--- SOURCE MATERIAL ---
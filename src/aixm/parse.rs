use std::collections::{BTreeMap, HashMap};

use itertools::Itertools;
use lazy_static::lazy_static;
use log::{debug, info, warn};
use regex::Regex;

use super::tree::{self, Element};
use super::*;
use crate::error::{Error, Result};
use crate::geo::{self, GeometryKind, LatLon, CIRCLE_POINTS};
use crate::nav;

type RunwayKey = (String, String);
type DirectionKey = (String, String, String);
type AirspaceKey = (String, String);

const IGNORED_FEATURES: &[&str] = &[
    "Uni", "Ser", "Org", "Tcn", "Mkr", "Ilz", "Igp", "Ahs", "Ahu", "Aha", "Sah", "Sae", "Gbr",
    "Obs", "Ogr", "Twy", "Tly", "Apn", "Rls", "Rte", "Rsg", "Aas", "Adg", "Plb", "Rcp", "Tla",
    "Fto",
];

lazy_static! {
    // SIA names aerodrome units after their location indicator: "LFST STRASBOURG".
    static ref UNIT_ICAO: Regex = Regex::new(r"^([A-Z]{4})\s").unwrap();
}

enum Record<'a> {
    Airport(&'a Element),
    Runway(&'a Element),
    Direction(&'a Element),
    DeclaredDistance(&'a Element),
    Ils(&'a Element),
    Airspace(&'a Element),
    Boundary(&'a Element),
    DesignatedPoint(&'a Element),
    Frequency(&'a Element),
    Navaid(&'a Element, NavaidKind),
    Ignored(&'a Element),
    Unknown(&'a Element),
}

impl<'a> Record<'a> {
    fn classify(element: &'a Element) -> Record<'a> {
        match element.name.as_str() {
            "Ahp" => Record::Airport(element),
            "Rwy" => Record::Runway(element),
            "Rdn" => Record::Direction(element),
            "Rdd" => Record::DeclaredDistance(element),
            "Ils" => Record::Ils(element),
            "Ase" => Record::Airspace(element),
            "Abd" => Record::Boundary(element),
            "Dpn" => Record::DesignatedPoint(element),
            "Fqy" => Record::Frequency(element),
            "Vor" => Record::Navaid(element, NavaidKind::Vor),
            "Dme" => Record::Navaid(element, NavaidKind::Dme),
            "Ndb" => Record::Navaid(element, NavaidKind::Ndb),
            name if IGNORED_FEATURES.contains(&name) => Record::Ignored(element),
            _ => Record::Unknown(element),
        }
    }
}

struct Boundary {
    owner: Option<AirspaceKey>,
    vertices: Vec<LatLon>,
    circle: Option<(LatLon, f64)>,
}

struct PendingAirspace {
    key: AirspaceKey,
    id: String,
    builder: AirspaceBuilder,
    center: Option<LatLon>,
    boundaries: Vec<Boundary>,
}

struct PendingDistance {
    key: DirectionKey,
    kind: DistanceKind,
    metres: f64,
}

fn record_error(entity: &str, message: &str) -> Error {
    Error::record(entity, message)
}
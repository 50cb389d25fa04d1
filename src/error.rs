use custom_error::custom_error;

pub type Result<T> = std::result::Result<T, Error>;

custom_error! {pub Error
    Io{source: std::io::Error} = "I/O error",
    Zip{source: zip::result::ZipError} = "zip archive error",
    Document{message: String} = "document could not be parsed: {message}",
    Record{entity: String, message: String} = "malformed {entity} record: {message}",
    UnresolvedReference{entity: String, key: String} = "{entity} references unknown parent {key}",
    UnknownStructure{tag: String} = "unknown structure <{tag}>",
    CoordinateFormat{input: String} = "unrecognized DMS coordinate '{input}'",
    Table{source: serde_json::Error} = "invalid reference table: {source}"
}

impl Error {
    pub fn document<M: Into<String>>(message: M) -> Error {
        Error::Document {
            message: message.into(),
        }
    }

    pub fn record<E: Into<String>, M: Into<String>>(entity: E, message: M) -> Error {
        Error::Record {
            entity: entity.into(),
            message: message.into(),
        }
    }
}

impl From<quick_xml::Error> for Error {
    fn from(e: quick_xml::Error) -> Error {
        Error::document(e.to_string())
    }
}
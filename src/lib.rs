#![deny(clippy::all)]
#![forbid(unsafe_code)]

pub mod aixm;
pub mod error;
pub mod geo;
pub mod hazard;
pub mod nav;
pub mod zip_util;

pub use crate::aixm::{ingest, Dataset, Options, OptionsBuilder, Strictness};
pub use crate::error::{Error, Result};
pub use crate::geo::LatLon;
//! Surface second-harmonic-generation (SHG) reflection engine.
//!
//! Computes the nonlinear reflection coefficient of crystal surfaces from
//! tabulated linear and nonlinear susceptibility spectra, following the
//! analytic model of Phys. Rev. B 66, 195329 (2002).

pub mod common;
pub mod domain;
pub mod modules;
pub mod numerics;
---
TASK STATEMENT: Could you reproduce every record exactly as it appears?

SOLUTION TO THIS TASK:
filename src/aixm/parse.rs
use std::collections::{BTreeMap, HashMap};

use itertools::Itertools;
use lazy_static::lazy_static;
use log::{debug, info, warn};
use regex::Regex;

use super::tree::{self, Element};
use super::*;
use crate::error::{Error, Result};
use crate::geo::{self, GeometryKind, LatLon, CIRCLE_POINTS};
use crate::nav;

type RunwayKey = (String, String);
type DirectionKey = (String, String, String);
type AirspaceKey = (String, String);

const IGNORED_FEATURES: &[&str] = &[
    "Uni", "Ser", "Org", "Tcn", "Mkr", "Ilz", "Igp", "Ahs", "Ahu", "Aha", "Sah", "Sae", "Gbr",
    "Obs", "Ogr", "Twy", "Tly", "Apn", "Rls", "Rte", "Rsg", "Aas", "Adg", "Plb", "Rcp", "Tla",
    "Fto",
];

lazy_static! {
    // SIA names aerodrome units after their location indicator: "LFST STRASBOURG".
    static ref UNIT_ICAO: Regex = Regex::new(r"^([A-Z]{4})\s").unwrap();
}

enum Record<'a> {
    Airport(&'a Element),
    Runway(&'a Element),
    Direction(&'a Element),
    DeclaredDistance(&'a Element),
    Ils(&'a Element),
    Airspace(&'a Element),
    Boundary(&'a Element),
    DesignatedPoint(&'a Element),
    Frequency(&'a Element),
    Navaid(&'a Element, NavaidKind),
    Ignored(&'a Element),
    Unknown(&'a Element),
}

impl<'a> Record<'a> {
    fn classify(element: &'a Element) -> Record<'a> {
        match element.name.as_str() {
            "Ahp" => Record::Airport(element),
            "Rwy" => Record::Runway(element),
            "Rdn" => Record::Direction(element),
            "Rdd" => Record::DeclaredDistance(element),
            "Ils" => Record::Ils(element),
            "Ase" => Record::Airspace(element),
            "Abd" => Record::Boundary(element),
            "Dpn" => Record::DesignatedPoint(element),
            "Fqy" => Record::Frequency(element),
            "Vor" => Record::Navaid(element, NavaidKind::Vor),
            "Dme" => Record::Navaid(element, NavaidKind::Dme),
            "Ndb" => Record::Navaid(element, NavaidKind::Ndb),
            name if IGNORED_FEATURES.contains(&name) => Record::Ignored(element),
            _ => Record::Unknown(element),
        }
    }
}

struct Boundary {
    owner: Option<AirspaceKey>,
    vertices: Vec<LatLon>,
    circle: Option<(LatLon, f64)>,
}

struct PendingAirspace {
    key: AirspaceKey,
    id: String,
    builder: AirspaceBuilder,
    center: Option<LatLon>,
    boundaries: Vec<Boundary>,
}

struct PendingDistance {
    key: DirectionKey,
    kind: DistanceKind,
    metres: f64,
}

fn record_error(entity: &str, message: &str) -> Error {
    Error::record(entity, message)
}
repository 50cb389d25fa04d1
filename src/error.rs
use custom_error::custom_error;

pub type Result<T> = std::result::Result<T, Error>;

custom_error! {pub Error
    Io{source: std::io::Error} = "I/O error",
    Zip{source: zip::result::ZipError} = "zip archive error",
    Document{message: String} = "document could not be parsed: {message}",
    Record{entity: String, message: String} = "malformed {entity} record: {message}",
    UnresolvedReference{entity: String, key: String} = "{entity} references unknown parent {key}",
    UnknownStructure{tag: String} = "unknown structure <{tag}>",
    CoordinateFormat{input: String} = "unrecognized DMS coordinate '{input}'",
    Table{source: serde_json::Error} = "invalid reference table: {source}"
}

impl Error {
    pub fn document<M: Into<String>>(message: M) -> Error {
        Error::Document {
            message: message.into(),
        }
    }

    pub fn record<E: Into<String>, M: Into<String>>(entity: E, message: M) -> Error {
        Error::Record {
            entity: entity.into(),
            message: message.into(),
        }
    }
}

impl From<quick_xml::Error> for Error {
    fn from(e: quick_xml::Error) -> Error {
        Error::document(e.to_string())
    }
}
filename src/lib.rs
#![deny(clippy::all)]
#![forbid(unsafe_code)]

pub mod aixm;
pub mod error;
pub mod geo;
pub mod hazard;
pub mod nav;
pub mod zip_util;

pub use crate::aixm::{ingest, Dataset, Options, OptionsBuilder, Strictness};
pub use crate::error::{Error, Result};
pub use crate::geo::LatLon;
//! Surface second-harmonic-generation (SHG) reflection engine.
//!
//! Computes the nonlinear reflection coefficient of crystal surfaces from
//! tabulated linear and nonlinear susceptibility spectra, following the
//! analytic model of Phys. Rev. B 66, 195329 (2002).

pub mod common;
pub mod domain;
pub mod modules;
pub mod numerics;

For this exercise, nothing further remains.